Tomasz Piszcz
- Born: 8 June 1977 (age 48) Lublin, Poland
- Nationality: Polish

Career history

Poland
- 1995–1999, 2004–2005, 2007, 2009–2013: Lublin
- 2000: Grudziądz
- 2001–2002, 2006: Gdańsk
- 2008: Daugavpils

Great Britain
- 2004, 2006: Peterborough Panthers
- 2004, 2006: Coventry Bees
- 2005, 2006: Workington Comets
- 2005: Ipswich Witches
- 2006: Oxford Cheetahs
- 2008, 2009, 2012: Birmingham Brummies
- 2008: Lakeside Hammers
- 2008, 2009, 2011: Belle Vue Aces
- 2009: Poole Pirates

Sweden
- 2003: Bysarna

Team honours
- 2009: Premier League Pairs Champion
- 2006: Premier League Fours Champion

= Tomasz Piszcz =

Polish speedway rider

Tomasz Piszcz (born 8 June 1977) is a former motorcycle speedway rider from Poland.

==Speedway career==
Piszcz began his British career riding for Peterborough Panthers in 2004.

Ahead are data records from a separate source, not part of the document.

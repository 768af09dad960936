//! Concurrency stress tests for versant-storage
//!
//! Many client threads hammer a small keyspace through real transactions.
//! The store must never corrupt a version list, never flip a terminal
//! status, and never deadlock: every commit resolves because dependency
//! edges only point at older transactions.

use std::sync::Arc;
use std::thread;

use versant_concurrency::{TransactionManager, TxnStatus};
use versant_core::{Blob, Key};
use versant_storage::Store;

const THREADS: usize = 8;
const ROUNDS: usize = 40;
const KEYS: [&[u8]; 4] = [b"k0", b"k1", b"k2", b"k3"];

#[test]
fn concurrent_clients_converge_without_deadlock() {
    let manager = Arc::new(TransactionManager::new());
    let store = Arc::new(Store::new());

    let handles: Vec<_> = (0..THREADS)
        .map(|worker| {
            let manager = Arc::clone(&manager);
            let store = Arc::clone(&store);
            thread::spawn(move || {
                let mut committed = 0usize;
                let mut aborted = 0usize;
                for round in 0..ROUNDS {
                    let txn = manager.create();
                    let key = Key::from_bytes(KEYS[(worker + round) % KEYS.len()].to_vec());
                    let value = Blob::new(format!("w{worker}r{round}").into_bytes());

                    let status = if round % 3 == 0 {
                        store.get(&txn, key).1
                    } else {
                        store.put(&txn, key, value)
                    };

                    let outcome = match status {
                        TxnStatus::Pending => txn.commit(),
                        status => status,
                    };
                    match outcome {
                        TxnStatus::Committed => committed += 1,
                        TxnStatus::Aborted => aborted += 1,
                        TxnStatus::Pending => panic!("transaction left pending"),
                    }
                }
                (committed, aborted)
            })
        })
        .collect();

    let mut total_committed = 0;
    for handle in handles {
        let (committed, _aborted) = handle.join().expect("worker panicked");
        total_committed += committed;
    }
    assert!(total_committed > 0, "no transaction ever committed");

    // Quiesced store: every history is strictly ascending and bounded.
    let probe = manager.create();
    for key in KEYS {
        let key = Key::from_bytes(key.to_vec());
        store.get(&probe, key.clone());
        let ids: Vec<u64> = store.history(&key).iter().map(|(id, _)| *id).collect();
        assert!(ids.windows(2).all(|w| w[0] < w[1]));
    }
}

#[test]
fn committed_writes_are_observed_after_commit() {
    let manager = Arc::new(TransactionManager::new());
    let store = Arc::new(Store::new());

    // One writer commits, then readers in later transactions must see the
    // committed value, never garbage.
    let writer = manager.create();
    store.put(&writer, Key::from_bytes(b"shared".to_vec()), Blob::new(b"v0".to_vec()));
    writer.commit();

    // Reads happen in id order; each reader chains a dependency on the
    // previous reader's read-through. The commits then race: every one of
    // them blocks until its predecessor resolves, and all succeed.
    let readers: Vec<_> = (0..4)
        .map(|_| {
            let txn = manager.create();
            let (value, status) = store.get(&txn, Key::from_bytes(b"shared".to_vec()));
            assert_eq!(status, TxnStatus::Pending);
            let value = value.expect("committed value must be visible");
            assert_eq!(value.as_bytes(), b"v0");
            txn
        })
        .collect();

    let handles: Vec<_> = readers
        .into_iter()
        .rev()
        .map(|txn| thread::spawn(move || txn.commit()))
        .collect();

    for handle in handles {
        assert_eq!(handle.join().unwrap(), TxnStatus::Committed);
    }
}
//! Listener setup and accept loop
//!
//! `Server` owns the long-lived manager objects (transaction manager,
//! store, client registry) and threads them through every service thread.
//! There are no process-wide singletons; tests bind to port 0 and reach
//! the same state the binary uses.

use std::net::{SocketAddr, TcpListener};
use std::sync::Arc;
use std::thread;

use tracing::{info, warn};

use versant_concurrency::TransactionManager;
use versant_core::Result;
use versant_storage::Store;

use crate::registry::ClientRegistry;
use crate::service::serve_client;

/// A bound Versant server, ready to accept connections.
pub struct Server {
    listener: TcpListener,
    manager: Arc<TransactionManager>,
    store: Arc<Store>,
    registry: Arc<ClientRegistry>,
}

impl Server {
    /// Bind the listener and initialize the manager objects. Port 0 asks
    /// the OS for an ephemeral port; see [`Server::local_addr`].
    pub fn bind(host: &str, port: u16) -> Result<Self> {
        let listener = TcpListener::bind((host, port))?;
        info!(addr = %listener.local_addr()?, "listening");
        Ok(Server {
            listener,
            manager: Arc::new(TransactionManager::new()),
            store: Arc::new(Store::new()),
            registry: Arc::new(ClientRegistry::new()),
        })
    }

    /// The bound address.
    pub fn local_addr(&self) -> Result<SocketAddr> {
        Ok(self.listener.local_addr()?)
    }

    /// The transaction manager shared by all service threads.
    pub fn manager(&self) -> Arc<TransactionManager> {
        Arc::clone(&self.manager)
    }

    /// The shared store.
    pub fn store(&self) -> Arc<Store> {
        Arc::clone(&self.store)
    }

    /// The client registry, used by graceful shutdown.
    pub fn registry(&self) -> Arc<ClientRegistry> {
        Arc::clone(&self.registry)
    }

    /// Accept connections forever, one service thread per client.
    ///
    /// Returns only if the listener itself fails.
    pub fn run(&self) -> Result<()> {
        loop {
            match self.listener.accept() {
                Ok((stream, peer)) => {
                    info!(%peer, "accepted connection");
                    let manager = Arc::clone(&self.manager);
                    let store = Arc::clone(&self.store);
                    let registry = Arc::clone(&self.registry);
                    thread::Builder::new()
                        .name(format!("versant-client-{peer}"))
                        .spawn(move || serve_client(stream, &manager, &store, &registry))?;
                }
                Err(err) => {
                    // Per-connection accept failures are survivable.
                    warn!(%err, "accept failed");
                }
            }
        }
    }

    /// Spawn the accept loop on a background thread and return the handle.
    /// Used by tests and by callers that drive shutdown themselves.
    pub fn spawn(self) -> Result<ServerHandle> {
        let addr = self.local_addr()?;
        let manager = self.manager();
        let store = self.store();
        let registry = self.registry();
        thread::Builder::new()
            .name("versant-accept".to_string())
            .spawn(move || {
                if let Err(err) = self.run() {
                    warn!(%err, "accept loop terminated");
                }
            })?;
        Ok(ServerHandle {
            addr,
            manager,
            store,
            registry,
        })
    }
}

/// Handles to a running server's shared state.
pub struct ServerHandle {
    addr: SocketAddr,
    manager: Arc<TransactionManager>,
    store: Arc<Store>,
    registry: Arc<ClientRegistry>,
}

impl ServerHandle {
    /// The bound address.
    pub fn addr(&self) -> SocketAddr {
        self.addr
    }

    /// The transaction manager.
    pub fn manager(&self) -> &Arc<TransactionManager> {
        &self.manager
    }

    /// The store.
    pub fn store(&self) -> &Arc<Store> {
        &self.store
    }

    /// The client registry.
    pub fn registry(&self) -> &Arc<ClientRegistry> {
        &self.registry
    }

    /// Graceful shutdown: half-close every client, wait for the service
    /// threads to unwind, then finalize the core state.
    pub fn shutdown(&self) {
        info!("shutting down");
        self.registry.shutdown_all();
        self.registry.wait_for_empty();
        self.store.finalize();
        self.manager.finalize();
        info!("shutdown complete");
    }
}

He was part of the Workington Comets four who won the Premier League Four-Team Championship, held on 7 October 2006, at Derwent Park.

In 2009, he won the Premier League Pairs Championship partnering Jason Lyons for Birmingham during the 2009 Premier League speedway season.

He rode in the top tier of British Speedway riding for the Poole Pirates during the 2009 Elite League speedway season.